My head is always whirling with music. For a long time, I assumed that was true for everyone, but it’s really one of those phenomena we can describe to one another without ever being sure we are experiencing the same thing.
What I constantly hear is sounds combining and recombining, heading off in simultaneous different directions, merging together again as something completely different. Typically, a single sonority heard in real life turns into an endless stream of variants as it bounces around my skull. Maybe that happens to everyone, I don’t know.
As a Composition Professor, I have occasion to assign my students to write for various ensembles. Working with them on their music always gets my head into a particular sound world, and the whirling begins.

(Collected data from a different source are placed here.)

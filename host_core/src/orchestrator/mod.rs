//! Session orchestration - wiring one game session to the speech pipeline.
//!
//! The orchestrator makes no game-logic decisions. It builds the session,
//! tries to pre-seed the player's name from connection metadata, picks the
//! matching opening line, hands a host to the pipeline, and accounts usage
//! until the session closes.

use async_trait::async_trait;
use serde::Deserialize;
use thiserror::Error;
use tokio::sync::mpsc::Receiver;
use tracing::{debug, info, warn};

use show_rules::{GameSession, ScenarioBank};

use crate::host::ConversationalHost;
use crate::telemetry::{UsageCollector, UsageMetrics, UsageSummary};

/// Opening line when the player's name is unknown.
const GREETING_ASK_NAME: &str =
    "Welcome to Improv Battle! I'm your host. What's your name, contestant?";

/// Errors surfaced by the speech-pipeline boundary.
///
/// These are the only errors in the crate that can end a session, and they
/// all originate outside the game core.
#[derive(Debug, Error)]
pub enum SessionError {
    #[error("speech pipeline failed to start: {0}")]
    PipelineStart(String),

    #[error("speech pipeline failed to speak: {0}")]
    Speak(String),
}

/// Events emitted by the speech pipeline while a session runs.
#[derive(Debug, Clone, PartialEq)]
pub enum PipelineEvent {
    /// The pipeline collected a batch of usage metrics.
    MetricsCollected(UsageMetrics),
    /// The session ended: the player left, asked to stop, or the show
    /// finished.
    Closed,
}

/// A connected participant as reported by the transport layer.
#[derive(Debug, Clone)]
pub struct ParticipantInfo {
    pub identity: String,
    /// Raw JSON metadata attached at connection time, if any.
    pub metadata: Option<String>,
}

impl ParticipantInfo {
    pub fn new(identity: impl Into<String>, metadata: Option<String>) -> Self {
        Self {
            identity: identity.into(),
            metadata,
        }
    }
}

/// Recognized fields of participant metadata.
#[derive(Debug, Deserialize)]
struct ParticipantMetadata {
    #[serde(default)]
    player_name: Option<String>,
}

/// The external speech stack: transcription, synthesis, turn handling, and
/// the governing language model, behind one seam.
///
/// `start` hands over the host and returns the event stream; `say` speaks an
/// utterance to the player, used once for the opening line.
#[async_trait]
pub trait SpeechPipeline {
    async fn start(
        &mut self,
        host: ConversationalHost,
    ) -> Result<Receiver<PipelineEvent>, SessionError>;

    async fn say(&mut self, utterance: &str) -> Result<(), SessionError>;
}

/// Runs one session from connection to teardown.
pub struct SessionOrchestrator<P> {
    pipeline: P,
    bank: ScenarioBank,
    usage: UsageCollector,
}

impl<P: SpeechPipeline> SessionOrchestrator<P> {
    /// Bind a pipeline and a scenario bank for one session.
    pub fn new(pipeline: P, bank: ScenarioBank) -> Self {
        Self {
            pipeline,
            bank,
            usage: UsageCollector::new(),
        }
    }

    /// Run the session to completion and return the usage summary.
    pub async fn run(
        self,
        participants: &[ParticipantInfo],
    ) -> Result<UsageSummary, SessionError> {
        let Self {
            mut pipeline,
            bank,
            mut usage,
        } = self;

        let mut session = GameSession::new();
        let greeting = match preseed_player_name(participants) {
            Some(name) => {
                session.start(name.as_str());
                format!(
                    "Welcome to Improv Battle, {name}! I'm your host. Are you ready to improvise?"
                )
            }
            None => GREETING_ASK_NAME.to_string(),
        };

        info!(session = %session.id, "starting session");
        let host = ConversationalHost::new(session, bank);
        let mut events = pipeline.start(host).await?;
        pipeline.say(&greeting).await?;

        while let Some(event) = events.recv().await {
            match event {
                PipelineEvent::MetricsCollected(metrics) => {
                    debug!(?metrics, "metrics collected");
                    usage.collect(&metrics);
                }
                PipelineEvent::Closed => break,
            }
        }

        let summary = usage.summary();
        info!(%summary, "session finished");
        Ok(summary)
    }
}

/// Extract a player name from the first participant whose metadata carries
/// one.
///
/// Malformed metadata is logged and skipped; this never fails session start.
fn preseed_player_name(participants: &[ParticipantInfo]) -> Option<String> {
    for participant in participants {
        let Some(raw) = participant.metadata.as_deref() else {
            continue;
        };

        match serde_json::from_str::<ParticipantMetadata>(raw) {
            Ok(metadata) => {
                if let Some(name) = metadata.player_name {
                    let name = name.trim();
                    if !name.is_empty() {
                        return Some(name.to_string());
                    }
                }
            }
            Err(err) => {
                warn!(
                    identity = %participant.identity,
                    %err,
                    "ignoring malformed participant metadata"
                );
            }
        }
    }

    None
}
//! `package.json` discovery and the `"jopi"` settings section.

use crate::config::defaults::{
    KNOWN_PRELOAD_PACKAGES, default_file_stability_ms, default_restart_debounce_ms,
};
use crate::error::{ConfigError, Result};
use figment::{
    Figment,
    providers::{Format as _, Json, Serialized},
};
use serde::{Deserialize, Serialize};
use std::collections::BTreeMap;
use std::path::{Path, PathBuf};

/// The `"jopi"` section of `package.json`.
#[derive(Debug, Clone, PartialEq, Eq, Serialize, Deserialize)]
#[serde(rename_all = "camelCase")]
pub struct JopiSection {
    /// Force watch mode on or off, even in production
    #[serde(default, skip_serializing_if = "Option::is_none")]
    pub watch: Option<bool>,

    /// Let the runtime reload in place instead of restarting
    #[serde(default, skip_serializing_if = "Option::is_none")]
    pub hot: Option<bool>,

    /// Directories to watch, relative to the manifest
    #[serde(default, skip_serializing_if = "Vec::is_empty")]
    pub watch_dirs: Vec<PathBuf>,

    /// Debounce window before a restart
    #[serde(default = "default_restart_debounce_ms")]
    pub restart_debounce_ms: u64,

    /// Quiet period before a changed file is reported
    #[serde(default = "default_file_stability_ms")]
    pub file_stability_ms: u64,
}

impl Default for JopiSection {
    fn default() -> Self {
        Self {
            watch: None,
            hot: None,
            watch_dirs: Vec::new(),
            restart_debounce_ms: default_restart_debounce_ms(),
            file_stability_ms: default_file_stability_ms(),
        }
    }
}

/// The parts of `package.json` the supervisor reads.
#[derive(Debug, Clone, Default, PartialEq, Eq, Serialize, Deserialize)]
#[serde(rename_all = "camelCase")]
pub struct PackageManifest {
    /// Modules to preload in the runtime
    #[serde(default, skip_serializing_if = "Vec::is_empty")]
    pub preload: Vec<String>,

    #[serde(default, skip_serializing_if = "BTreeMap::is_empty")]
    pub dependencies: BTreeMap<String, String>,

    #[serde(default, skip_serializing_if = "BTreeMap::is_empty")]
    pub dev_dependencies: BTreeMap<String, String>,

    #[serde(default)]
    pub jopi: JopiSection,
}

impl PackageManifest {
    /// Load `package.json` from `path`, layering it over the defaults.
    pub fn load(path: &Path) -> Result<Self> {
        Figment::new()
            .merge(Serialized::defaults(PackageManifest::default()))
            .merge(Json::file(path))
            .extract()
            .map_err(|e| {
                ConfigError::InvalidManifest {
                    path: path.to_path_buf(),
                    message: e.to_string(),
                }
                .into()
            })
    }

    /// Explicit `preload` entries followed by known packages found in
    /// `devDependencies` and `dependencies`, without duplicates.
    pub fn preload_modules(&self) -> Vec<String> {
        let mut modules = self.preload.clone();

        for deps in [&self.dev_dependencies, &self.dependencies] {
            for name in deps.keys() {
                if KNOWN_PRELOAD_PACKAGES.contains(&name.as_str()) && !modules.contains(name) {
                    modules.push(name.clone());
                }
            }
        }

        modules
    }
}

/// Walks up the directory tree to find the nearest package.json.
///
/// Returns the directory that contains it.
pub fn find_package_json(start_dir: &Path) -> Option<PathBuf> {
    let mut current = start_dir;

    loop {
        let package_json_path = current.join("package.json");

        if package_json_path.is_file() {
            return Some(current.to_path_buf());
        }

        current = current.parent()?;
    }
}
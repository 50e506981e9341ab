//! Development loop supervisor.
//!
//! Provides everything needed to keep a server running while its sources
//! change:
//! - Executable resolution on the search path
//! - Child process lifecycle with identity-tagged exit reporting
//! - Debounced restarts driven by a file watcher
//! - A WebSocket channel asking browsers to reload after a restart
//! - Signal relay and exit status propagation

pub mod debouncer;
pub mod exit;
pub mod process;
pub mod resolver;
pub mod server;
pub mod signals;
pub mod state;
pub mod supervisor;
pub mod watcher;

// Re-exports
pub use debouncer::{NotifyOutcome, RestartDebouncer, TimerOutcome};
pub use exit::terminate_like;
pub use process::{
    ChildCommand, ExitOutcome, Launcher, ManagedProcess, ProcessId, ProcessLauncher, Termination,
};
pub use resolver::resolve;
pub use server::NotificationServer;
pub use signals::spawn_signal_listener;
pub use state::{ChannelMessage, RefreshHub};
pub use supervisor::Supervisor;
pub use watcher::FileWatcher;

use std::path::PathBuf;

/// Everything the supervisor reacts to, delivered over a single channel.
#[derive(Debug)]
pub enum SupervisorEvent {
    /// A watched file settled after a change (path relative to its root)
    FileChanged(PathBuf),

    /// The debounce window opened by the first change is over
    DebounceElapsed,

    /// The pause after killing the previous child is over
    GraceElapsed,

    /// A child exited
    ProcessExited { id: ProcessId, outcome: ExitOutcome },

    /// Waiting on a child failed
    ProcessFailed { id: ProcessId, error: std::io::Error },

    /// A gracefully terminated child had its chance
    EscalateKill { id: ProcessId },

    /// A termination signal reached the supervisor
    Shutdown(&'static str),
}
//! Executable lookup on the search path.
//!
//! Resolution is best effort: when nothing is found the bare name is returned
//! and the spawn performs its own lookup. On Windows `which` applies the
//! `PATHEXT` suffixes.

use std::ffi::OsStr;
use std::path::{MAIN_SEPARATOR, Path, PathBuf};

/// Resolve `name` against the current `PATH`.
pub fn resolve(name: &str) -> PathBuf {
    if is_path_like(name) {
        return PathBuf::from(name);
    }

    which::which(name).unwrap_or_else(|e| {
        tracing::debug!("{} not found on PATH ({}), leaving lookup to the spawn", name, e);
        PathBuf::from(name)
    })
}

/// Resolve `name` against an explicit search path.
pub fn resolve_in(name: &str, search_path: &OsStr, cwd: &Path) -> PathBuf {
    if is_path_like(name) {
        return PathBuf::from(name);
    }

    which::which_in(name, Some(search_path), cwd).unwrap_or_else(|_| PathBuf::from(name))
}

/// Names with a separator are used as given.
fn is_path_like(name: &str) -> bool {
    name.is_empty()
        || name.contains(MAIN_SEPARATOR)
        || name.contains('/')
        || Path::new(name).is_absolute()
}

#[cfg(test)]
mod tests {
    use super::*;
    use std::ffi::OsString;
    use std::fs;
    use tempfile::TempDir;

    fn search_path(dirs: &[&Path]) -> OsString {
        std::env::join_paths(dirs).unwrap()
    }

    #[cfg(unix)]
    fn executable(path: &Path) {
        use std::os::unix::fs::PermissionsExt;

        fs::write(path, "#!/bin/sh\n").unwrap();
        fs::set_permissions(path, fs::Permissions::from_mode(0o755)).unwrap();
    }

    #[test]
    #[cfg(unix)]
    fn test_first_directory_wins() {
        let first = TempDir::new().unwrap();
        let second = TempDir::new().unwrap();
        executable(&first.path().join("node"));
        executable(&second.path().join("node"));

        let path = search_path(&[first.path(), second.path()]);
        assert_eq!(
            resolve_in("node", &path, first.path()),
            first.path().join("node")
        );
    }

    #[test]
    #[cfg(unix)]
    fn test_non_executable_is_skipped() {
        let first = TempDir::new().unwrap();
        let second = TempDir::new().unwrap();
        fs::write(first.path().join("bun"), "").unwrap();
        executable(&second.path().join("bun"));

        let path = search_path(&[first.path(), second.path()]);
        assert_eq!(
            resolve_in("bun", &path, first.path()),
            second.path().join("bun")
        );
    }

    #[test]
    fn test_not_found_returns_bare_name() {
        let dir = TempDir::new().unwrap();
        let path = search_path(&[dir.path()]);
        assert_eq!(
            resolve_in("deno", &path, dir.path()),
            PathBuf::from("deno")
        );
    }

    #[test]
    fn test_path_like_names_are_untouched() {
        let dir = TempDir::new().unwrap();
        let path = OsString::from("/usr/bin");
        assert_eq!(
            resolve_in("./bin/server", &path, dir.path()),
            PathBuf::from("./bin/server")
        );
        assert_eq!(resolve("./bin/server"), PathBuf::from("./bin/server"));
    }

    #[test]
    fn test_resolve_missing_runtime() {
        assert_eq!(
            resolve("jopin-no-such-runtime"),
            PathBuf::from("jopin-no-such-runtime")
        );
    }
}
//! Run command implementation.
//!
//! Wires the pieces together:
//! - Launch settings from package.json, environment and flags
//! - Browser refresh channel (watch mode only)
//! - Executable resolution and child environment
//! - Signal relay and file watcher feeding the supervisor

use crate::config::{EnvOverrides, LaunchSettings, SupervisorConfig, WatchMode};
use crate::dev::server::PORT_RANGE;
use crate::dev::{
    ExitOutcome, FileWatcher, NotificationServer, ProcessLauncher, RefreshHub, Supervisor,
    resolve, spawn_signal_listener,
};
use crate::error::{Result, ResultExt};
use crate::ui;
use std::sync::Arc;
use tokio::task::JoinHandle;

/// Execute the run command.
///
/// # Process Flow
///
/// 1. Merge the launch settings
/// 2. In watch mode, open the refresh channel
/// 3. Resolve the runtime and build the child environment
/// 4. Install signal handlers, start the watcher in restart mode
/// 5. Supervise until the child ends or a signal stops us
///
/// # Errors
///
/// Returns errors for:
/// - An invalid forced channel port, or one that cannot be bound
/// - Watcher setup failures
/// - A runtime that cannot be spawned
pub async fn execute(engine: &str, args: &[String]) -> Result<ExitOutcome> {
    let env = EnvOverrides::from_env()?;
    let cwd = std::env::current_dir().context("Cannot read the working directory")?;
    let settings = LaunchSettings::load(engine, args, &cwd, &env)?;

    tracing::debug!(
        "watch mode {:?}, development {}, roots {:?}",
        settings.watch_mode,
        settings.is_development,
        settings.watch_roots
    );

    let (hub, channel_url, channel_task) = if settings.watch_mode.is_enabled() {
        let channel = open_channel(settings.forced_port).await?;
        ui::success("Source watching enabled");
        channel
    } else {
        (None, None, None)
    };

    let executable = resolve(engine);
    tracing::debug!("{} resolved to {}", engine, executable.display());

    let environment = settings.child_environment(parent_environment(), channel_url.as_deref());
    let config = SupervisorConfig::from_settings(
        &settings,
        executable.to_string_lossy().into_owned(),
        environment,
    );

    let supervisor = Supervisor::new(config, ProcessLauncher, hub);
    let signals = spawn_signal_listener(supervisor.events_sender())?;

    let watcher = match settings.watch_mode {
        WatchMode::Restart => Some(FileWatcher::new(
            settings.watch_roots.clone(),
            settings.file_stability,
            supervisor.events_sender(),
        )?),
        WatchMode::Hot | WatchMode::Off => None,
    };

    let outcome = supervisor.run().await;

    drop(watcher);
    signals.abort();
    if let Some(task) = channel_task {
        task.abort();
    }

    outcome
}

type Channel = (Option<Arc<RefreshHub>>, Option<String>, Option<JoinHandle<()>>);

/// Bind and serve the refresh channel. Running out of ports only disables
/// browser refresh; a forced port that cannot be bound is fatal.
async fn open_channel(forced_port: Option<u16>) -> Result<Channel> {
    let Some(server) = NotificationServer::bind(forced_port).await? else {
        ui::warning(&format!(
            "No free port between {} and {}, browser refresh disabled",
            PORT_RANGE.start,
            PORT_RANGE.end - 1
        ));
        return Ok((None, None, None));
    };

    let url = server.url();
    tracing::debug!("refresh channel listening on {}", url);

    let hub = Arc::new(RefreshHub::new());
    let served = Arc::clone(&hub);
    let task = tokio::spawn(async move {
        if let Err(e) = server.serve(served).await {
            ui::warning(&e.to_string());
        }
    });

    Ok((Some(hub), Some(url), Some(task)))
}

/// Parent environment, skipping entries that are not valid UTF-8.
fn parent_environment() -> impl Iterator<Item = (String, String)> {
    std::env::vars_os()
        .filter_map(|(key, value)| Some((key.into_string().ok()?, value.into_string().ok()?)))
}
//! The restart loop.
//!
//! A single [`Supervisor`] owns the current child, the debouncer and the
//! optional refresh hub. Timers, the watcher, signal listeners and process
//! monitors only ever talk to it through [`SupervisorEvent`]s, so the
//! current-child slot is mutated from one place.
//!
//! Restart sequence:
//!
//! ```text
//! FileChanged ─▶ debounce ─▶ DebounceElapsed ─▶ hard kill, slot cleared
//!                                                      │ grace delay
//!                                                      ▼
//!                         restart finished ◀─ post-spawn hook ◀─ spawn
//! ```

use crate::config::SupervisorConfig;
use crate::dev::debouncer::{NotifyOutcome, RestartDebouncer, TimerOutcome};
use crate::dev::process::{ChildCommand, ExitOutcome, Launcher, ManagedProcess, ProcessId, Termination};
use crate::dev::state::RefreshHub;
use crate::dev::SupervisorEvent;
use crate::error::{CliError, Result};
use crate::ui;
use std::collections::HashMap;
use std::path::Path;
use std::sync::Arc;
use std::time::Duration;
use tokio::sync::mpsc;
use tokio::time::Instant;

pub struct Supervisor<L: Launcher> {
    config: SupervisorConfig,
    command: ChildCommand,
    launcher: L,
    hub: Option<Arc<RefreshHub>>,
    debouncer: RestartDebouncer,
    /// The authoritative child
    current: Option<ManagedProcess>,
    /// Superseded children that have not reported their exit yet
    retired: HashMap<ProcessId, ManagedProcess>,
    next_id: u64,
    shutting_down: bool,
    events_tx: mpsc::UnboundedSender<SupervisorEvent>,
    events_rx: mpsc::UnboundedReceiver<SupervisorEvent>,
}

impl<L: Launcher> Supervisor<L> {
    pub fn new(config: SupervisorConfig, launcher: L, hub: Option<Arc<RefreshHub>>) -> Self {
        let (events_tx, events_rx) = mpsc::unbounded_channel();
        let command = ChildCommand::from_config(&config);

        Self {
            config,
            command,
            launcher,
            hub,
            debouncer: RestartDebouncer::new(),
            current: None,
            retired: HashMap::new(),
            next_id: 0,
            shutting_down: false,
            events_tx,
            events_rx,
        }
    }

    /// Sender for the watcher and the signal listener.
    pub fn events_sender(&self) -> mpsc::UnboundedSender<SupervisorEvent> {
        self.events_tx.clone()
    }

    /// Spawn the child and supervise it until the supervisor should end.
    ///
    /// # Returns
    ///
    /// The outcome the supervisor must exit with: the current child's own
    /// exit, or `Code(0)` after a development-mode shutdown.
    ///
    /// # Errors
    ///
    /// Returns error if a child cannot be spawned or waited on.
    pub async fn run(mut self) -> Result<ExitOutcome> {
        let result = self.event_loop().await;

        // Nothing may outlive the supervisor
        self.terminate_tracked(Termination::Hard);
        self.reap_tracked().await;

        result
    }

    async fn event_loop(&mut self) -> Result<ExitOutcome> {
        self.spawn_child()?;

        loop {
            let Some(event) = self.events_rx.recv().await else {
                return Ok(ExitOutcome::Code(0));
            };

            if let Some(outcome) = self.handle_event(event)? {
                return Ok(outcome);
            }
        }
    }

    fn handle_event(&mut self, event: SupervisorEvent) -> Result<Option<ExitOutcome>> {
        match event {
            SupervisorEvent::FileChanged(path) => {
                self.on_file_changed(&path);
                Ok(None)
            }
            SupervisorEvent::DebounceElapsed => {
                self.on_debounce_elapsed();
                Ok(None)
            }
            SupervisorEvent::GraceElapsed => {
                self.on_grace_elapsed()?;
                Ok(None)
            }
            SupervisorEvent::ProcessExited { id, outcome } => {
                if !self.is_current(id) {
                    self.forget_stale(id);
                    return Ok(None);
                }

                tracing::debug!("child {} ended with {}", id, outcome);
                if !self.shutting_down && outcome != ExitOutcome::Code(0) {
                    ui::error(&format!("{} stopped with {}", self.config.command, outcome));
                }
                self.current = None;
                Ok(Some(outcome))
            }
            SupervisorEvent::ProcessFailed { id, error } => {
                if !self.is_current(id) {
                    self.forget_stale(id);
                    return Ok(None);
                }

                self.current = None;
                Err(CliError::Spawn {
                    command: self.config.command.clone(),
                    source: error,
                })
            }
            SupervisorEvent::EscalateKill { id } => {
                if let Some(child) = self.current.as_mut().filter(|c| c.id == id && c.is_alive()) {
                    tracing::debug!("child {} ignored the termination request, killing", id);
                    child.terminate(Termination::Hard);
                }
                Ok(None)
            }
            SupervisorEvent::Shutdown(signal) => Ok(self.on_shutdown(signal)),
        }
    }

    fn on_file_changed(&mut self, path: &Path) {
        if self.shutting_down {
            return;
        }

        match self.debouncer.notify(path) {
            NotifyOutcome::Ignored => tracing::debug!("ignoring change to {}", path.display()),
            NotifyOutcome::Armed => {
                tracing::debug!("change to {}, restart scheduled", path.display());
                self.schedule(self.config.restart_debounce, SupervisorEvent::DebounceElapsed);
            }
            NotifyOutcome::Coalesced => {
                tracing::debug!("change to {} folded into pending restart", path.display());
            }
        }
    }

    /// Restart step 1: kill the current child and leave the slot empty for
    /// the grace delay.
    fn on_debounce_elapsed(&mut self) {
        if self.shutting_down {
            return;
        }

        let trigger = match self.debouncer.on_timer_elapsed() {
            TimerOutcome::Restart(trigger) => trigger,
            TimerOutcome::Deferred => {
                tracing::debug!("restart already in progress, deferring");
                return;
            }
        };

        ui::clear_screen();
        ui::info(&format!("Restarting after change to {}", trigger.display()));

        if let Some(mut child) = self.current.take() {
            child.terminate(Termination::Hard);
            self.retired.insert(child.id, child);
        }

        self.schedule(self.config.grace_delay, SupervisorEvent::GraceElapsed);
    }

    /// Restart step 2: spawn the replacement and close the restart.
    fn on_grace_elapsed(&mut self) -> Result<()> {
        if self.shutting_down {
            return Ok(());
        }

        self.spawn_child()?;

        if self.debouncer.restart_finished() {
            self.schedule(self.config.restart_debounce, SupervisorEvent::DebounceElapsed);
        }
        Ok(())
    }

    fn on_shutdown(&mut self, signal: &str) -> Option<ExitOutcome> {
        let repeated = self.shutting_down;
        self.shutting_down = true;
        tracing::debug!("received {}, stopping", signal);

        if self.config.is_development {
            self.terminate_tracked(Termination::Hard);
            return Some(ExitOutcome::Code(0));
        }

        // A second signal does not wait for the escalation
        let how = if repeated {
            Termination::Hard
        } else {
            Termination::Graceful
        };

        for child in self.retired.values_mut() {
            child.terminate(Termination::Hard);
        }

        match self.current.as_mut() {
            Some(child) => {
                child.terminate(how);
                let id = child.id;
                self.schedule(self.config.escalation_delay, SupervisorEvent::EscalateKill { id });
                None
            }
            // Killed for a restart and not respawned yet
            None => Some(ExitOutcome::Code(0)),
        }
    }

    fn spawn_child(&mut self) -> Result<()> {
        self.next_id += 1;
        let id = ProcessId(self.next_id);

        let child = self.launcher.launch(id, &self.command, self.events_tx.clone())?;
        self.current = Some(child);

        if let Some(hub) = &self.hub {
            hub.on_child_spawned(self.config.refresh_delay);
        }
        Ok(())
    }

    fn is_current(&self, id: ProcessId) -> bool {
        self.current.as_ref().is_some_and(|c| c.id == id)
    }

    fn forget_stale(&mut self, id: ProcessId) {
        if self.retired.remove(&id).is_some() {
            tracing::debug!("superseded child {} exited", id);
        }
    }

    fn terminate_tracked(&mut self, how: Termination) {
        for child in self.current.iter_mut().chain(self.retired.values_mut()) {
            child.terminate(how);
        }
    }

    /// Wait, bounded by the escalation delay, for killed children to report.
    async fn reap_tracked(&mut self) {
        if let Some(child) = self.current.take() {
            self.retired.insert(child.id, child);
        }

        let deadline = Instant::now() + self.config.escalation_delay;

        while !self.retired.is_empty() {
            match tokio::time::timeout_at(deadline, self.events_rx.recv()).await {
                Ok(Some(SupervisorEvent::ProcessExited { id, .. }))
                | Ok(Some(SupervisorEvent::ProcessFailed { id, .. })) => {
                    self.retired.remove(&id);
                }
                Ok(Some(_)) => {}
                Ok(None) | Err(_) => break,
            }
        }
    }

    fn schedule(&self, delay: Duration, event: SupervisorEvent) {
        let deadline = Instant::now() + delay;
        let tx = self.events_tx.clone();
        tokio::spawn(async move {
            tokio::time::sleep_until(deadline).await;
            let _ = tx.send(event);
        });
    }
}
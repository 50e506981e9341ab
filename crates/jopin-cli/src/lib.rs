//! Jopin - development loop supervisor for JavaScript servers.
//!
//! Jopin launches a runtime (Node.js, Bun or any executable), watches the
//! project sources and restarts the server after each edit. Browser pages
//! served by the child are told to reload through a local WebSocket channel
//! once the new instance is up.
//!
//! # Architecture
//!
//! - [`cli`] - Argument parsing and watch-flag stripping
//! - [`config`] - Launch settings from package.json, environment and flags
//! - [`dev`] - Process handle, debouncer, watcher, refresh channel, supervisor
//! - [`commands`] - The `run` orchestration
//! - [`error`] - Error types with actionable messages
//! - [`logger`] - Structured logging with tracing
//! - [`ui`] - Status lines on stderr
//!
//! # Example
//!
//! ```rust,no_run
//! use jopin_cli::{commands, dev, error::Result, logger};
//!
//! #[tokio::main]
//! async fn main() -> Result<()> {
//!     logger::init_logger(false, false, false);
//!     let args = vec!["server.js".to_string()];
//!     let outcome = commands::run_execute("node", &args).await?;
//!     dev::terminate_like(outcome)
//! }
//! ```

// Public modules
pub mod cli;
pub mod commands;
pub mod config;
pub mod dev;
pub mod error;
pub mod logger;
pub mod ui;

// Re-export commonly used types
pub use error::{CliError, ConfigError, Result, ResultExt};
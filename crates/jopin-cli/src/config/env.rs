use crate::config::ENV_WEBSOCKET_PORT;
use crate::error::{ConfigError, Result};
use crate::ui;

/// Value of the `WATCH` environment variable.
#[derive(Debug, Clone, Copy, PartialEq, Eq)]
pub enum WatchOverride {
    /// `0`, `false`, `no`
    Disabled,
    /// `1`, `true`, `yes`
    Enabled,
    /// `hot`
    Hot,
}

impl WatchOverride {
    /// Parse a `WATCH` value; unknown values yield `None`.
    pub fn parse(value: &str) -> Option<Self> {
        match value {
            "0" | "false" | "no" => Some(Self::Disabled),
            "1" | "true" | "yes" => Some(Self::Enabled),
            "hot" => Some(Self::Hot),
            _ => None,
        }
    }
}

/// Environment variables that influence the launch.
#[derive(Debug, Clone, Default, PartialEq, Eq)]
pub struct EnvOverrides {
    /// `WATCH`
    pub watch: Option<WatchOverride>,
    /// `NODE_ENV=production`
    pub production: bool,
    /// `JOPIN_WEBSOCKET_PORT`
    pub forced_port: Option<u16>,
}

impl EnvOverrides {
    /// Read overrides from the process environment.
    pub fn from_env() -> Result<Self> {
        Self::from_lookup(|key| std::env::var(key).ok())
    }

    /// Read overrides through `lookup`.
    ///
    /// An unrecognised `WATCH` value is ignored with a warning. An unparsable
    /// forced port is an error: an explicit port must never be silently
    /// replaced by another one.
    pub fn from_lookup(lookup: impl Fn(&str) -> Option<String>) -> Result<Self> {
        let watch = match lookup("WATCH") {
            Some(raw) if raw.is_empty() => None,
            Some(raw) => {
                let parsed = WatchOverride::parse(&raw);
                if parsed.is_none() {
                    ui::warning(&format!(
                        "Ignoring WATCH={} (expected 0, 1, true, false, yes, no or hot)",
                        raw
                    ));
                }
                parsed
            }
            None => None,
        };

        let production = lookup("NODE_ENV").is_some_and(|v| v == "production");

        let forced_port = match lookup(ENV_WEBSOCKET_PORT) {
            Some(raw) if !raw.trim().is_empty() => {
                let port = raw.trim().parse::<u16>().ok().filter(|p| *p != 0).ok_or_else(|| {
                    ConfigError::InvalidValue {
                        field: ENV_WEBSOCKET_PORT.to_string(),
                        value: raw.clone(),
                        hint: "Use a port number between 1 and 65535".to_string(),
                    }
                })?;
                Some(port)
            }
            _ => None,
        };

        Ok(Self {
            watch,
            production,
            forced_port,
        })
    }
}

I’ve been working with one of my students this fall on a piece that uses an ensemble I’ve never composed for. Carefully guiding his efforts, I’ve found myself caught again and again in sonority overload, as the music he is writing diverges from what’s going on in my mind.
Last week I sat down and wrote a piece of my own for this ensemble. It turned out beautifully. I could easily organize a premiere for it, but in doing so I would run the risk of taking rehearsal time away from my student or possibly showing him up, which I don’t want to do. So, the piece goes into a folder and waits for a more opportune time.
Just one problem: I’m always focused on whatever piece I’m working on, which means I sometimes forget about pieces that I’ve written in the past, especially ones that have never been performed, so putting a piece in a folder for later sometimes consigns it to oblivion. I have, by this time, quite a few folders full of that kind of thing.
Fortunately, plenty of the whirling in my head ends up in compositions that people play, so these “lost” compositions aren’t anything like a serious tragedy — more like a droll joke at the expense of my creative time.